RECORDS SUPPLIED:
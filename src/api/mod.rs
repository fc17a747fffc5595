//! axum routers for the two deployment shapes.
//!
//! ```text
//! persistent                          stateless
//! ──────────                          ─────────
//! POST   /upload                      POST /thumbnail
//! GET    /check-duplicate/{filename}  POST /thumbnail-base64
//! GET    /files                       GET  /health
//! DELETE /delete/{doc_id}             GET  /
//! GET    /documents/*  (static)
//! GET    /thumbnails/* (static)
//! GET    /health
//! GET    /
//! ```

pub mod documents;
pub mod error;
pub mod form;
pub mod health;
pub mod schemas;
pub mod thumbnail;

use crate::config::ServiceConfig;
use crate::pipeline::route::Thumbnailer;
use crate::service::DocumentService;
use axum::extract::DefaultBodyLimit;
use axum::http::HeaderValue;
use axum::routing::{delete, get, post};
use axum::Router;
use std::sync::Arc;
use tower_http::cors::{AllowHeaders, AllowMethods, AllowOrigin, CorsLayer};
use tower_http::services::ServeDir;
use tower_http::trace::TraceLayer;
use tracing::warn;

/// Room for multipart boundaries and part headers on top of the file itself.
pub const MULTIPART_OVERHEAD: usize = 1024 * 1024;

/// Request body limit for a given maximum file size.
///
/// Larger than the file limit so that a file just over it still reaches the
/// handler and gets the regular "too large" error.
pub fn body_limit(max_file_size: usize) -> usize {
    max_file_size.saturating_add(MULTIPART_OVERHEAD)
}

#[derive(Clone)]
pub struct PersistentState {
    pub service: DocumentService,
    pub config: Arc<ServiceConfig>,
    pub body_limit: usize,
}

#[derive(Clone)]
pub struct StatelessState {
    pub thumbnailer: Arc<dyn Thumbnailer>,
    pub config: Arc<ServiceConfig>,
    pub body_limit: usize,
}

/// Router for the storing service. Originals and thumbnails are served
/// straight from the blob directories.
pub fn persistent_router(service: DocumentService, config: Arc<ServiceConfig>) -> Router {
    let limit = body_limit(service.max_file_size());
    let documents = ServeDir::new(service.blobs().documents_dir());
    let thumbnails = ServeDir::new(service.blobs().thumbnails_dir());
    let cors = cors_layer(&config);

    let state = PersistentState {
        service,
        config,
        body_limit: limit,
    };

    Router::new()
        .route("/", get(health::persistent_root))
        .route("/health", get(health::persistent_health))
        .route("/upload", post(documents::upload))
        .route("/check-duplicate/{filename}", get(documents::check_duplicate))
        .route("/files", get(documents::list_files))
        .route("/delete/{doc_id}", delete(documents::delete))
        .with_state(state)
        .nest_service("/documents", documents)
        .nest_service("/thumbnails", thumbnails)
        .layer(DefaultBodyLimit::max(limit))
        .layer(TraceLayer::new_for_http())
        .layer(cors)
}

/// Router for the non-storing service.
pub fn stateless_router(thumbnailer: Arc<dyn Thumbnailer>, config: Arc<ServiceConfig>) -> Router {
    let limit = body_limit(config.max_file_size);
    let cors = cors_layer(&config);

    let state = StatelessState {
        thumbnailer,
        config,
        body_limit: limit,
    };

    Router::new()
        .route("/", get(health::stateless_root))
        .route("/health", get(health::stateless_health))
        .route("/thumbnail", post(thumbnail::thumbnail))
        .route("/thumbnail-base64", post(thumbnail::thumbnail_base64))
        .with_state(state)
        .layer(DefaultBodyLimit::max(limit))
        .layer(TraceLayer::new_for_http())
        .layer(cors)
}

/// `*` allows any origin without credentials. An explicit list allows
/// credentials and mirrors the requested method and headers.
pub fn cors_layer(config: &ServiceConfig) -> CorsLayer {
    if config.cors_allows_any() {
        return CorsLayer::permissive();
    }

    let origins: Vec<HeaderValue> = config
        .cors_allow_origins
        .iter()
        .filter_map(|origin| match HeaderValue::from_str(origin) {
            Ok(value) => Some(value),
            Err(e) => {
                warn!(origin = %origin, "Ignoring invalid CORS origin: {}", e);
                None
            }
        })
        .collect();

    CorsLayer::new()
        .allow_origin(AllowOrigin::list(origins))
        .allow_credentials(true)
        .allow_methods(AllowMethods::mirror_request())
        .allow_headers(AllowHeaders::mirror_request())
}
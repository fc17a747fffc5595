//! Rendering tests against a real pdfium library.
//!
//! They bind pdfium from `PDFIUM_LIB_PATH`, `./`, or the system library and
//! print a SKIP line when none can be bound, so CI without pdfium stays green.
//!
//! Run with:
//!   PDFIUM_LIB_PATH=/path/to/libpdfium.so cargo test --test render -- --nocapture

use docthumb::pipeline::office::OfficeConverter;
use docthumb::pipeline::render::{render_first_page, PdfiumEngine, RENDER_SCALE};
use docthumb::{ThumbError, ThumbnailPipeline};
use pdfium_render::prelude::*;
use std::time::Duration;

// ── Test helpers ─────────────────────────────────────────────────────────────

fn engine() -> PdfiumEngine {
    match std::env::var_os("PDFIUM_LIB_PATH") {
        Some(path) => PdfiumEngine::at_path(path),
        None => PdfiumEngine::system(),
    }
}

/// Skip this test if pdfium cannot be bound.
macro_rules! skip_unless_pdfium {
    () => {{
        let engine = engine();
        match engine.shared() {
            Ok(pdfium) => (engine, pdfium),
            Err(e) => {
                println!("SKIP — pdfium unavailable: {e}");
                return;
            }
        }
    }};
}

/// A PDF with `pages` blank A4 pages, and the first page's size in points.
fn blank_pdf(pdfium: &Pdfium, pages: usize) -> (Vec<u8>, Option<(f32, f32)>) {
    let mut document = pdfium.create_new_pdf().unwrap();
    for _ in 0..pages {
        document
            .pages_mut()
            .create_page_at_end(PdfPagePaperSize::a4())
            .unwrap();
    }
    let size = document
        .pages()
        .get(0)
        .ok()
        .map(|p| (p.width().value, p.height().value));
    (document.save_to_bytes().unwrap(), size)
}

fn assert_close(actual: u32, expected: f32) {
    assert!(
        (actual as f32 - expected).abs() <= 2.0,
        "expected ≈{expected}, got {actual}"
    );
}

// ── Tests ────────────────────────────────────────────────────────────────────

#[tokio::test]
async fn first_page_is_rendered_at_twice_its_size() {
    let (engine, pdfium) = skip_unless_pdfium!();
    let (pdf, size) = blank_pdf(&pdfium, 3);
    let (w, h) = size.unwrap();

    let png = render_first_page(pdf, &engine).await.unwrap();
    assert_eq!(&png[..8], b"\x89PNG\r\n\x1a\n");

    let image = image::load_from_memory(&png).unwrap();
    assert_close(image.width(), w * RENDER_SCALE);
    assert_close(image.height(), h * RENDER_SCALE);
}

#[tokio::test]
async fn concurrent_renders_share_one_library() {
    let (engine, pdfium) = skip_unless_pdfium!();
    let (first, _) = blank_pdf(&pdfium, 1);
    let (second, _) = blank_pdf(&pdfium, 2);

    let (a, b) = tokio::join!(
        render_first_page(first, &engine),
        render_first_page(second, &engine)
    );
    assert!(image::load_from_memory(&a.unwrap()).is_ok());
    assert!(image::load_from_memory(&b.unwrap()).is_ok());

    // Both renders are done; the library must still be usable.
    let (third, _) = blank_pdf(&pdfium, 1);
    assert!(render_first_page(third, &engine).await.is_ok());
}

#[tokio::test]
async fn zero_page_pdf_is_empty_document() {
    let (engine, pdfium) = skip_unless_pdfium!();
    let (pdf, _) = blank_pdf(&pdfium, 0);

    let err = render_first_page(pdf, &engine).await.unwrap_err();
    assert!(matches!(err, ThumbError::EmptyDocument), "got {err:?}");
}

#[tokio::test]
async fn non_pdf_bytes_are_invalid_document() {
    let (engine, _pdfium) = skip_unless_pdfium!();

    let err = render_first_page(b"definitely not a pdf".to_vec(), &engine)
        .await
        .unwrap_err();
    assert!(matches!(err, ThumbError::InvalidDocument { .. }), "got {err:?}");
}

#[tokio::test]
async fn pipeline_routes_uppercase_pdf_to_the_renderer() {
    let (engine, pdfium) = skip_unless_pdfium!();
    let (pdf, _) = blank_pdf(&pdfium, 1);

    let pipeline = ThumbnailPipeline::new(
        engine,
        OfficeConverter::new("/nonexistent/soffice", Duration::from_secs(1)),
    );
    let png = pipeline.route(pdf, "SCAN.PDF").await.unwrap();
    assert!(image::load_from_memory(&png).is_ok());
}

WHAT NEEDS TO BE DONE: Reproduce, with both ends included, the lines from the one holding "still be usable." to the end of the records above.

SOLUTION TO THIS EXERCISE:
    // Both renders are done; the library must still be usable.
    let (third, _) = blank_pdf(&pdfium, 1);
    assert!(render_first_page(third, &engine).await.is_ok());
}

#[tokio::test]
async fn zero_page_pdf_is_empty_document() {
    let (engine, pdfium) = skip_unless_pdfium!();
    let (pdf, _) = blank_pdf(&pdfium, 0);

    let err = render_first_page(pdf, &engine).await.unwrap_err();
    assert!(matches!(err, ThumbError::EmptyDocument), "got {err:?}");
}

#[tokio::test]
async fn non_pdf_bytes_are_invalid_document() {
    let (engine, _pdfium) = skip_unless_pdfium!();

    let err = render_first_page(b"definitely not a pdf".to_vec(), &engine)
        .await
        .unwrap_err();
    assert!(matches!(err, ThumbError::InvalidDocument { .. }), "got {err:?}");
}

#[tokio::test]
async fn pipeline_routes_uppercase_pdf_to_the_renderer() {
    let (engine, pdfium) = skip_unless_pdfium!();
    let (pdf, _) = blank_pdf(&pdfium, 1);

    let pipeline = ThumbnailPipeline::new(
        engine,
        OfficeConverter::new("/nonexistent/soffice", Duration::from_secs(1)),
    );
    let png = pipeline.route(pdf, "SCAN.PDF").await.unwrap();
    assert!(image::load_from_memory(&png).is_ok());
}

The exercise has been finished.